Glass transition and free volume in the mobile (MAF) and rigid (RAF) amorphous fractions of semicrystalline PTFE: a positron lifetime and PVT study

The structure of the free volume and its temperature dependence in poly(tetrafluoroethylene) (PTFE) and of its copolymer with perfluoro(propyl vinyl ether) (PFA) was studied by pressure-volume-temperature (PVT) experiments (T=27-380 °C, P=0.1-200 MPa) and positron annihilation lifetime spectroscopy (PALS, T=−173-250 °C, P=10−5 Pa). From the analysis of these experiments we conclude on the volumetric properties of the mobile (MAF) and rigid amorphous fractions (RAF) in these semicrystalline polymers. The specific volumes of the MAF and RAF, VMAF and VRAF, were estimated assuming that VMAF agrees with the specific volume of the melt extrapolated down to lower temperatures using the Simha-Somcynsky equation of state (S-S eos). VRAF was then estimated from the specific volume of the entire amorphous phase, Va, and the known VMAF. The specific free volume Vf=Va−Vocc was also estimated from Va using the S-S eos hole fraction h, Vocc=(1−h)Va.
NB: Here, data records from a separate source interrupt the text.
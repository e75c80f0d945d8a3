//! Builder for assembling an [`AppState`] backed entirely by in-memory
//! repositories, for route-level tests.

use std::sync::Arc;

use async_trait::async_trait;
use axum_extra::extract::cookie::Cookie;
use secrecy::SecretString;
use uuid::Uuid;

use crate::{
    adapters::http::app_state::AppState,
    app_error::AppResult,
    application::jwt,
    domain::entities::deal::Deal,
    domain::entities::inquiry::Inquiry,
    domain::entities::listing::Listing,
    domain::entities::message::Message,
    domain::entities::payment::Payment,
    domain::entities::user::UserRole,
    domain::entities::verification::VerificationAttempt,
    domain::entities::wholesale::WholesaleDomain,
    infra::config::AppConfig,
    infra::rate_limit::RateLimiterTrait,
    test_utils::{
        InMemoryDealRepo, InMemoryInquiryRepo, InMemoryListingRepo, InMemoryMessageRepo,
        InMemoryPaymentRepo, InMemoryVerificationAttemptRepo, InMemoryWholesaleRepo,
    },
    use_cases::{
        deal::DealUseCases, inquiry::InquiryUseCases, listing::ListingUseCases,
        message::MessageUseCases, verification::VerificationUseCases, wholesale::WholesaleUseCases,
    },
};

const TEST_JWT_SECRET: &str = "test-jwt-secret-at-least-32-bytes!";

/// Rate limiter that never limits.
pub struct InMemoryRateLimiter;

#[async_trait]
impl RateLimiterTrait for InMemoryRateLimiter {
    async fn check(&self, _ip: &str, _user_id: Option<&str>) -> AppResult<()> {
        Ok(())
    }
}

fn test_config() -> AppConfig {
    AppConfig {
        jwt_secret: SecretString::new(TEST_JWT_SECRET.into()),
        session_ttl: time::Duration::hours(1),
        cors_origin: "http://localhost:3000".parse().unwrap(),
        bind_addr: "127.0.0.1:0".parse().unwrap(),
        redis_url: "redis://127.0.0.1:6379".into(),
        rate_limit_window_secs: 60,
        rate_limit_per_ip: 1_000,
        rate_limit_per_user: 1_000,
        database_url: "postgres://test".into(),
        trust_proxy: false,
        wholesale_enabled: true,
    }
}

/// A session cookie for the given user, signed with the builder's secret.
pub fn session_cookie(user_id: Uuid, role: UserRole) -> Cookie<'static> {
    let secret = SecretString::new(TEST_JWT_SECRET.into());
    let token = jwt::issue(user_id, role, &secret, time::Duration::hours(1)).unwrap();
    Cookie::new("access_token", token)
}

#[derive(Default)]
pub struct TestAppStateBuilder {
    listings: Vec<Listing>,
    attempts: Vec<VerificationAttempt>,
    inquiries: Vec<Inquiry>,
    messages: Vec<Message>,
    deals: Vec<Deal>,
    payments: Vec<Payment>,
    wholesale_domains: Vec<WholesaleDomain>,
    wholesale_disabled: bool,
}

impl TestAppStateBuilder {
    pub fn new() -> Self {
        Self::default()
    }

    pub fn with_listing(mut self, listing: Listing) -> Self {
        self.listings.push(listing);
        self
    }

    pub fn with_attempt(mut self, attempt: VerificationAttempt) -> Self {
        self.attempts.push(attempt);
        self
    }

    pub fn with_inquiry(mut self, inquiry: Inquiry) -> Self {
        self.inquiries.push(inquiry);
        self
    }

    pub fn with_message(mut self, message: Message) -> Self {
        self.messages.push(message);
        self
    }

    pub fn with_deal(mut self, deal: Deal) -> Self {
        self.deals.push(deal);
        self
    }

    pub fn with_payment(mut self, payment: Payment) -> Self {
        self.payments.push(payment);
        self
    }

    pub fn with_wholesale_domain(mut self, domain: WholesaleDomain) -> Self {
        self.wholesale_domains.push(domain);
        self
    }

    pub fn wholesale_enabled(mut self, enabled: bool) -> Self {
        self.wholesale_disabled = !enabled;
        self
    }

    pub fn build(self) -> AppState {
        let listings = Arc::new(InMemoryListingRepo::with_listings(self.listings));
        let attempts = Arc::new(InMemoryVerificationAttemptRepo::with_attempts(self.attempts));
        let inquiries = Arc::new(InMemoryInquiryRepo::with_inquiries(self.inquiries));
        let messages = Arc::new(InMemoryMessageRepo::with_messages(self.messages));
        let deals = Arc::new(InMemoryDealRepo::with_deals(self.deals));
        let payments = Arc::new(InMemoryPaymentRepo::with_payments(self.payments));
        let wholesale = Arc::new(InMemoryWholesaleRepo::with_domains(self.wholesale_domains));

        AppState {
            config: Arc::new(test_config()),
            listing_use_cases: Arc::new(ListingUseCases::new(
                listings.clone(),
                inquiries.clone(),
            )),
            verification_use_cases: Arc::new(VerificationUseCases::new(
                attempts.clone(),
                listings.clone(),
            )),
            inquiry_use_cases: Arc::new(InquiryUseCases::new(
                inquiries.clone(),
                listings.clone(),
            )),
            message_use_cases: Arc::new(MessageUseCases::new(
                messages.clone(),
                inquiries.clone(),
                listings.clone(),
            )),
            deal_use_cases: Arc::new(DealUseCases::new(
                deals.clone(),
                payments.clone(),
                inquiries.clone(),
                listings.clone(),
            )),
            wholesale_use_cases: Arc::new(WholesaleUseCases::new(
                wholesale,
                !self.wholesale_disabled,
            )),
            rate_limiter: Arc::new(InMemoryRateLimiter),
        }
    }
}
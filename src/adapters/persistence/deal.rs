use std::str::FromStr;

use async_trait::async_trait;
use sqlx::Row;
use uuid::Uuid;

use crate::{
    adapters::persistence::PostgresPersistence,
    app_error::{AppError, AppResult},
    domain::entities::deal::{Deal, DealStatus, PaymentMethod},
    use_cases::deal::{DealRepo, NewDeal},
};

const DEAL_COLUMNS: &str = "id, inquiry_id, listing_id, buyer_id, seller_id, agreed_price_cents, currency, payment_method, status, agreed_at, payment_pending_at, payment_confirmed_at, transfer_initiated_at, completed_at, disputed_at, created_at, updated_at";

fn row_to_deal(row: sqlx::postgres::PgRow) -> Deal {
    Deal {
        id: row.get("id"),
        inquiry_id: row.get("inquiry_id"),
        listing_id: row.get("listing_id"),
        buyer_id: row.get("buyer_id"),
        seller_id: row.get("seller_id"),
        agreed_price_cents: row.get("agreed_price_cents"),
        currency: row.get("currency"),
        payment_method: PaymentMethod::from_str(row.get("payment_method"))
            .unwrap_or(PaymentMethod::Other),
        status: DealStatus::from_str(row.get("status")).unwrap_or(DealStatus::Negotiating),
        agreed_at: row.get("agreed_at"),
        payment_pending_at: row.get("payment_pending_at"),
        payment_confirmed_at: row.get("payment_confirmed_at"),
        transfer_initiated_at: row.get("transfer_initiated_at"),
        completed_at: row.get("completed_at"),
        disputed_at: row.get("disputed_at"),
        created_at: row.get("created_at"),
        updated_at: row.get("updated_at"),
    }
}

/// Column recording when the deal entered the given status, if any.
fn status_timestamp_column(status: DealStatus) -> Option<&'static str> {
    match status {
        DealStatus::Agreed => Some("agreed_at"),
        DealStatus::PaymentPending => Some("payment_pending_at"),
        DealStatus::PaymentConfirmed => Some("payment_confirmed_at"),
        DealStatus::TransferInitiated => Some("transfer_initiated_at"),
        DealStatus::Completed => Some("completed_at"),
        DealStatus::Disputed => Some("disputed_at"),
        DealStatus::Negotiating => None,
    }
}

#[async_trait]
impl DealRepo for PostgresPersistence {
    async fn create(
        &self,
        listing_id: Uuid,
        buyer_id: Uuid,
        seller_id: Uuid,
        input: &NewDeal,
    ) -> AppResult<Deal> {
        let id = Uuid::new_v4();
        // inquiry_id carries a unique constraint; a duplicate surfaces as Conflict.
        let row = sqlx::query(&format!(
            r#"
                INSERT INTO deals (id, inquiry_id, listing_id, buyer_id, seller_id, agreed_price_cents, currency, payment_method, status)
                VALUES ($1, $2, $3, $4, $5, $6, $7, $8, 'negotiating')
                RETURNING {DEAL_COLUMNS}
            "#,
        ))
        .bind(id)
        .bind(input.inquiry_id)
        .bind(listing_id)
        .bind(buyer_id)
        .bind(seller_id)
        .bind(input.agreed_price_cents)
        .bind(&input.currency)
        .bind(input.payment_method.as_ref())
        .fetch_one(&self.pool)
        .await
        .map_err(AppError::from)?;
        Ok(row_to_deal(row))
    }

    async fn get_by_id(&self, deal_id: Uuid) -> AppResult<Option<Deal>> {
        let row = sqlx::query(&format!("SELECT {DEAL_COLUMNS} FROM deals WHERE id = $1"))
            .bind(deal_id)
            .fetch_optional(&self.pool)
            .await
            .map_err(AppError::from)?;
        Ok(row.map(row_to_deal))
    }

    async fn get_by_inquiry(&self, inquiry_id: Uuid) -> AppResult<Option<Deal>> {
        let row = sqlx::query(&format!(
            "SELECT {DEAL_COLUMNS} FROM deals WHERE inquiry_id = $1"
        ))
        .bind(inquiry_id)
        .fetch_optional(&self.pool)
        .await
        .map_err(AppError::from)?;
        Ok(row.map(row_to_deal))
    }

    async fn list_for_user(&self, user_id: Uuid) -> AppResult<Vec<Deal>> {
        let rows = sqlx::query(&format!(
            "SELECT {DEAL_COLUMNS} FROM deals WHERE buyer_id = $1 OR seller_id = $1 ORDER BY created_at DESC"
        ))
        .bind(user_id)
        .fetch_all(&self.pool)
        .await
        .map_err(AppError::from)?;
        Ok(rows.into_iter().map(row_to_deal).collect())
    }

    async fn list_all(&self) -> AppResult<Vec<Deal>> {
        let rows = sqlx::query(&format!(
            "SELECT {DEAL_COLUMNS} FROM deals ORDER BY created_at DESC"
        ))
        .fetch_all(&self.pool)
        .await
        .map_err(AppError::from)?;
        Ok(rows.into_iter().map(row_to_deal).collect())
    }

    async fn set_status(&self, deal_id: Uuid, status: DealStatus) -> AppResult<Deal> {
        let query = match status_timestamp_column(status) {
            Some(column) => format!(
                r#"
                    UPDATE deals
                    SET status = $2, {column} = CURRENT_TIMESTAMP, updated_at = CURRENT_TIMESTAMP
                    WHERE id = $1
                    RETURNING {DEAL_COLUMNS}
                "#,
            ),
            None => format!(
                r#"
                    UPDATE deals
                    SET status = $2, updated_at = CURRENT_TIMESTAMP
                    WHERE id = $1
                    RETURNING {DEAL_COLUMNS}
                "#,
            ),
        };
        let row = sqlx::query(&query)
            .bind(deal_id)
            .bind(status.as_ref())
            .fetch_one(&self.pool)
            .await
            .map_err(AppError::from)?;
        Ok(row_to_deal(row))
    }
}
From the analysis of PALS data with the routine LT9.0 the mean volume, 〈vh〉, and the width, σh, of the local free volume size distribution (holes of subnanometre size) were obtained. A comparison of 〈vh〉 with Vf delivered the hole density N′h. The volume parameters show that the RAF which is formed during crystallisation from the melt has a distinctly smaller specific free and total volume than the MAF. During cooling the contraction of the RAF slows down and finally, below room temperature, the RAF possesses a larger free volume than the MAF shows. Obviously, the restriction of the segmental mobility in the RAF by the crystals limits at high temperatures the free volume expansion and at low temperatures dense packing of the polymer chains. These conclusions from the analysis of the specific volume are confirmed by PALS experiments.